→ **Try it**:
Your job is to write out each record precisely as it stands.

→ **Input records**:
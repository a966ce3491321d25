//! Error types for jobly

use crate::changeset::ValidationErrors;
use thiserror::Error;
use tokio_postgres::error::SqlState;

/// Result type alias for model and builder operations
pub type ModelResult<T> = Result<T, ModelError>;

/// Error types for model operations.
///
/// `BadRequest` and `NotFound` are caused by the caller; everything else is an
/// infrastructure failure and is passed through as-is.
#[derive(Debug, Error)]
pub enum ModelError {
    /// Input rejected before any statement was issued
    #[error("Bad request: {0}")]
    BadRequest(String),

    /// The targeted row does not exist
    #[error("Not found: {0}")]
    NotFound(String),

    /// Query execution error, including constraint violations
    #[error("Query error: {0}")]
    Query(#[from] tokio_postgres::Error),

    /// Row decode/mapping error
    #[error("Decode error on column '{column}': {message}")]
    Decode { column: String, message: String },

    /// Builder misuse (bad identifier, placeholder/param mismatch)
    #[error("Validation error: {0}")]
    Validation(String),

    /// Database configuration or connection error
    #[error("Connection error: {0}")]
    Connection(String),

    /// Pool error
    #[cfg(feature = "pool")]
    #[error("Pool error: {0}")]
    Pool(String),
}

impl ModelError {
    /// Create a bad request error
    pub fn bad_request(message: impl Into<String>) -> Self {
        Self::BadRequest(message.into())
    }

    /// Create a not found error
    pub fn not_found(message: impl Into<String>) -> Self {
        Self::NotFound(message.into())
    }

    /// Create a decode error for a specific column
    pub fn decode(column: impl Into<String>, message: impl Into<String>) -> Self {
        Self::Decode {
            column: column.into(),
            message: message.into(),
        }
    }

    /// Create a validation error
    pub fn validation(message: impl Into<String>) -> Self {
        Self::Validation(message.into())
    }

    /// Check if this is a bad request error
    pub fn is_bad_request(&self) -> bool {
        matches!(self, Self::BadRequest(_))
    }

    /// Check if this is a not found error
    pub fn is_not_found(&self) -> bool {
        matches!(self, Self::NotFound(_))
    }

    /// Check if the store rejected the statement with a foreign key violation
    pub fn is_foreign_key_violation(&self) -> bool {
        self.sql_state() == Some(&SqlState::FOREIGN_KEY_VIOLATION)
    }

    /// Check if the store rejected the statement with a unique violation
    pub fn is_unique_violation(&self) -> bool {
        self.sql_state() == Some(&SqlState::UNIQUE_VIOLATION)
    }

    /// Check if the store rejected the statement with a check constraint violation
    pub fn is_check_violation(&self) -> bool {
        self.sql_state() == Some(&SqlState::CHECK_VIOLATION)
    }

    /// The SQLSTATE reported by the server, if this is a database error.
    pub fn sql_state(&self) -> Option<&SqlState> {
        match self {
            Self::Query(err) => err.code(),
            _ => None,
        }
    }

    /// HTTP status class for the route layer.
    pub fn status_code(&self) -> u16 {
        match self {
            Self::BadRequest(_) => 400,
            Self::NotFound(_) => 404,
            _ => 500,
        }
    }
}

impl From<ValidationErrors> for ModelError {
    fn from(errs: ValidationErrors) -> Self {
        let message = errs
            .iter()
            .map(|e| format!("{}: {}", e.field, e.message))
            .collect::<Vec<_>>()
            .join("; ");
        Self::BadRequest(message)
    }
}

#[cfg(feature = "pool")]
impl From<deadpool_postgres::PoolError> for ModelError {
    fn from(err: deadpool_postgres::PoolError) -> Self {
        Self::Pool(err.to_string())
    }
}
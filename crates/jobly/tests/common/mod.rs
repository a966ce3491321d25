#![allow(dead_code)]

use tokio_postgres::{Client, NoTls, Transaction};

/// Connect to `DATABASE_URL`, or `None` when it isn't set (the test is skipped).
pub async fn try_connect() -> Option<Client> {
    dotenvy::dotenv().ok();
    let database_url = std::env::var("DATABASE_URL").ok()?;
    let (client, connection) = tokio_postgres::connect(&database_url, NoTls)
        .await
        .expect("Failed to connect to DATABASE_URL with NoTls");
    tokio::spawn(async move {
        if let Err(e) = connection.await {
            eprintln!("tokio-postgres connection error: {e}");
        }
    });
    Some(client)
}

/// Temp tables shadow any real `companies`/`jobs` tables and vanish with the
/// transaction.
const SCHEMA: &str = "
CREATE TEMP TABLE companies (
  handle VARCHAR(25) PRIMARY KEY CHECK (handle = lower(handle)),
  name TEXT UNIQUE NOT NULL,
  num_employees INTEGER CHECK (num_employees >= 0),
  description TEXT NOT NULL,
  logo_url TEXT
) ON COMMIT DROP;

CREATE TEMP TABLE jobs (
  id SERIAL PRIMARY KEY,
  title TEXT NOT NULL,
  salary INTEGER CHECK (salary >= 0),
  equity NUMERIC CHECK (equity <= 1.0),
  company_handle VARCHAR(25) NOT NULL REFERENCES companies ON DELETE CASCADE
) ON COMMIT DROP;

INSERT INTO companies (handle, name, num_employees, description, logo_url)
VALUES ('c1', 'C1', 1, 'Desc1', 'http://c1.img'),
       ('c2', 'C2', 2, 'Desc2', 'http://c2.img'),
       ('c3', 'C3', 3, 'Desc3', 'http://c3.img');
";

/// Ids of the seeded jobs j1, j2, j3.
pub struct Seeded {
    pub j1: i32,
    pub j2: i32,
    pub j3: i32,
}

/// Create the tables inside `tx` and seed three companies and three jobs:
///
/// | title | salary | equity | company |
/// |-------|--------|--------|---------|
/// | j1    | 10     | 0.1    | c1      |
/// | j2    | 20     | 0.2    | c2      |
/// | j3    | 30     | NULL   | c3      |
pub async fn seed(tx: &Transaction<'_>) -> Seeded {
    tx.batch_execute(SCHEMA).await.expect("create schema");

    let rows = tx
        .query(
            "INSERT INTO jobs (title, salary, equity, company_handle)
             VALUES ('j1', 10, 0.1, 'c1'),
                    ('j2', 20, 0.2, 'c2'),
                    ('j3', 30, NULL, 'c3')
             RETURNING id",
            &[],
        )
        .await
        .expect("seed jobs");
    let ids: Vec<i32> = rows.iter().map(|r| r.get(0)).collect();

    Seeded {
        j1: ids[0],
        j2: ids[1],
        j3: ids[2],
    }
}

→ **Output of the exercise**:
repository a966ce3491321d25
//! Error types for jobly

use crate::changeset::ValidationErrors;
use thiserror::Error;
use tokio_postgres::error::SqlState;

/// Result type alias for model and builder operations
pub type ModelResult<T> = Result<T, ModelError>;

/// Error types for model operations.
///
/// `BadRequest` and `NotFound` are caused by the caller; everything else is an
/// infrastructure failure and is passed through as-is.
#[derive(Debug, Error)]
pub enum ModelError {
    /// Input rejected before any statement was issued
    #[error("Bad request: {0}")]
    BadRequest(String),

    /// The targeted row does not exist
    #[error("Not found: {0}")]
    NotFound(String),

    /// Query execution error, including constraint violations
    #[error("Query error: {0}")]
    Query(#[from] tokio_postgres::Error),

    /// Row decode/mapping error
    #[error("Decode error on column '{column}': {message}")]
    Decode { column: String, message: String },

    /// Builder misuse (bad identifier, placeholder/param mismatch)
    #[error("Validation error: {0}")]
    Validation(String),

    /// Database configuration or connection error
    #[error("Connection error: {0}")]
    Connection(String),

    /// Pool error
    #[cfg(feature = "pool")]
    #[error("Pool error: {0}")]
    Pool(String),
}

impl ModelError {
    /// Create a bad request error
    pub fn bad_request(message: impl Into<String>) -> Self {
        Self::BadRequest(message.into())
    }

    /// Create a not found error
    pub fn not_found(message: impl Into<String>) -> Self {
        Self::NotFound(message.into())
    }

    /// Create a decode error for a specific column
    pub fn decode(column: impl Into<String>, message: impl Into<String>) -> Self {
        Self::Decode {
            column: column.into(),
            message: message.into(),
        }
    }

    /// Create a validation error
    pub fn validation(message: impl Into<String>) -> Self {
        Self::Validation(message.into())
    }

    /// Check if this is a bad request error
    pub fn is_bad_request(&self) -> bool {
        matches!(self, Self::BadRequest(_))
    }

    /// Check if this is a not found error
    pub fn is_not_found(&self) -> bool {
        matches!(self, Self::NotFound(_))
    }

    /// Check if the store rejected the statement with a foreign key violation
    pub fn is_foreign_key_violation(&self) -> bool {
        self.sql_state() == Some(&SqlState::FOREIGN_KEY_VIOLATION)
    }

    /// Check if the store rejected the statement with a unique violation
    pub fn is_unique_violation(&self) -> bool {
        self.sql_state() == Some(&SqlState::UNIQUE_VIOLATION)
    }

    /// Check if the store rejected the statement with a check constraint violation
    pub fn is_check_violation(&self) -> bool {
        self.sql_state() == Some(&SqlState::CHECK_VIOLATION)
    }

    /// The SQLSTATE reported by the server, if this is a database error.
    pub fn sql_state(&self) -> Option<&SqlState> {
        match self {
            Self::Query(err) => err.code(),
            _ => None,
        }
    }

    /// HTTP status class for the route layer.
    pub fn status_code(&self) -> u16 {
        match self {
            Self::BadRequest(_) => 400,
            Self::NotFound(_) => 404,
            _ => 500,
        }
    }
}

impl From<ValidationErrors> for ModelError {
    fn from(errs: ValidationErrors) -> Self {
        let message = errs
            .iter()
            .map(|e| format!("{}: {}", e.field, e.message))
            .collect::<Vec<_>>()
            .join("; ");
        Self::BadRequest(message)
    }
}

#[cfg(feature = "pool")]
impl From<deadpool_postgres::PoolError> for ModelError {
    fn from(err: deadpool_postgres::PoolError) -> Self {
        Self::Pool(err.to_string())
    }
}
filename crates/jobly/tests/common/mod.rs
repository a966ce3491321d25
#![allow(dead_code)]

use tokio_postgres::{Client, NoTls, Transaction};

/// Connect to `DATABASE_URL`, or `None` when it isn't set (the test is skipped).
pub async fn try_connect() -> Option<Client> {
    dotenvy::dotenv().ok();
    let database_url = std::env::var("DATABASE_URL").ok()?;
    let (client, connection) = tokio_postgres::connect(&database_url, NoTls)
        .await
        .expect("Failed to connect to DATABASE_URL with NoTls");
    tokio::spawn(async move {
        if let Err(e) = connection.await {
            eprintln!("tokio-postgres connection error: {e}");
        }
    });
    Some(client)
}

/// Temp tables shadow any real `companies`/`jobs` tables and vanish with the
/// transaction.
const SCHEMA: &str = "
CREATE TEMP TABLE companies (
  handle VARCHAR(25) PRIMARY KEY CHECK (handle = lower(handle)),
  name TEXT UNIQUE NOT NULL,
  num_employees INTEGER CHECK (num_employees >= 0),
  description TEXT NOT NULL,
  logo_url TEXT
) ON COMMIT DROP;

CREATE TEMP TABLE jobs (
  id SERIAL PRIMARY KEY,
  title TEXT NOT NULL,
  salary INTEGER CHECK (salary >= 0),
  equity NUMERIC CHECK (equity <= 1.0),
  company_handle VARCHAR(25) NOT NULL REFERENCES companies ON DELETE CASCADE
) ON COMMIT DROP;

INSERT INTO companies (handle, name, num_employees, description, logo_url)
VALUES ('c1', 'C1', 1, 'Desc1', 'http://c1.img'),
       ('c2', 'C2', 2, 'Desc2', 'http://c2.img'),
       ('c3', 'C3', 3, 'Desc3', 'http://c3.img');
";

/// Ids of the seeded jobs j1, j2, j3.
pub struct Seeded {
    pub j1: i32,
    pub j2: i32,
    pub j3: i32,
}

/// Create the tables inside `tx` and seed three companies and three jobs:
///
/// | title | salary | equity | company |
/// |-------|--------|--------|---------|
/// | j1    | 10     | 0.1    | c1      |
/// | j2    | 20     | 0.2    | c2      |
/// | j3    | 30     | NULL   | c3      |
pub async fn seed(tx: &Transaction<'_>) -> Seeded {
    tx.batch_execute(SCHEMA).await.expect("create schema");

    let rows = tx
        .query(
            "INSERT INTO jobs (title, salary, equity, company_handle)
             VALUES ('j1', 10, 0.1, 'c1'),
                    ('j2', 20, 0.2, 'c2'),
                    ('j3', 30, NULL, 'c3')
             RETURNING id",
            &[],
        )
        .await
        .expect("seed jobs");
    let ids: Vec<i32> = rows.iter().map(|r| r.get(0)).collect();

    Seeded {
        j1: ids[0],
        j2: ids[1],
        j3: ids[2],
    }
}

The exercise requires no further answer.